* **Task instructions**
Once the line containing "released exactly once." has been copied, stop; copy every line before it exactly, beginning with the first line of the material below.

* **Records for the exercise**
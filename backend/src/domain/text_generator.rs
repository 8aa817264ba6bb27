//! Owned handle to the language model.
//!
//! The handle lives behind a Tokio mutex: generation is serialised, and
//! shutdown takes the handle out so it is released exactly once.

use async_trait::async_trait;
use tokio::sync::Mutex;

use crate::domain::ports::{
    InferenceParams, LanguageModel, LanguageModelError, TextGeneration, TextGenerationError,
};

/// Fixed generation parameters applied to every prompt and model load.
#[derive(Debug, Clone, Copy, PartialEq)]
pub struct GenerationSettings {
    /// Sampling temperature.
    pub temperature: f32,
    /// Maximum tokens generated per prompt.
    pub max_tokens: u32,
    /// Context window in tokens.
    pub context_size: u32,
    /// Layers offloaded to the GPU.
    pub gpu_layers: u32,
}

impl Default for GenerationSettings {
    fn default() -> Self {
        Self {
            temperature: 0.7,
            max_tokens: 256,
            context_size: 4096,
            gpu_layers: 0,
        }
    }
}

impl GenerationSettings {
    /// Per-prompt sampling parameters.
    #[must_use]
    pub fn inference_params(&self) -> InferenceParams {
        InferenceParams {
            temperature: self.temperature,
            max_tokens: self.max_tokens,
        }
    }
}

/// Text generation backed by a single loaded model.
///
/// Built once before the HTTP server starts and shared through application
/// state; [`TextGenerator::shutdown`] runs after the server stops.
pub struct TextGenerator {
    model: Mutex<Option<Box<dyn LanguageModel>>>,
    params: InferenceParams,
}

impl TextGenerator {
    /// Wrap a loaded model.
    pub fn new(model: Box<dyn LanguageModel>, settings: &GenerationSettings) -> Self {
        Self {
            model: Mutex::new(Some(model)),
            params: settings.inference_params(),
        }
    }

    /// Generator holding no model; every prompt fails as not ready.
    #[must_use]
    pub fn uninitialised() -> Self {
        Self {
            model: Mutex::new(None),
            params: GenerationSettings::default().inference_params(),
        }
    }

    /// Report whether a model handle is held.
    pub async fn is_ready(&self) -> bool {
        self.model.lock().await.is_some()
    }

    /// Release the model. Later calls do nothing.
    pub async fn shutdown(&self) {
        let handle = self.model.lock().await.take();
        if let Some(model) = handle {
            model.close().await;
        }
    }
}

#[async_trait]
impl TextGeneration for TextGenerator {
    async fn generate(&self, prompt: &str) -> Result<String, TextGenerationError> {
        if prompt.trim().is_empty() {
            return Err(TextGenerationError::EmptyPrompt);
        }
        let guard = self.model.lock().await;
        let model = guard.as_ref().ok_or(TextGenerationError::NotReady)?;
        let completion = model
            .complete(prompt, &self.params)
            .await
            .map_err(|err| match err {
                LanguageModelError::Unavailable { message }
                | LanguageModelError::Inference { message } => {
                    TextGenerationError::Inference { message }
                }
            })?;
        Ok(completion.trim().to_owned())
    }
}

* **Reply to the task**
filename backend/src/domain/text_generator.rs
repository 8aa817264ba6bb27
//! Owned handle to the language model.
//!
//! The handle lives behind a Tokio mutex: generation is serialised, and
//! shutdown takes the handle out so it is released exactly once.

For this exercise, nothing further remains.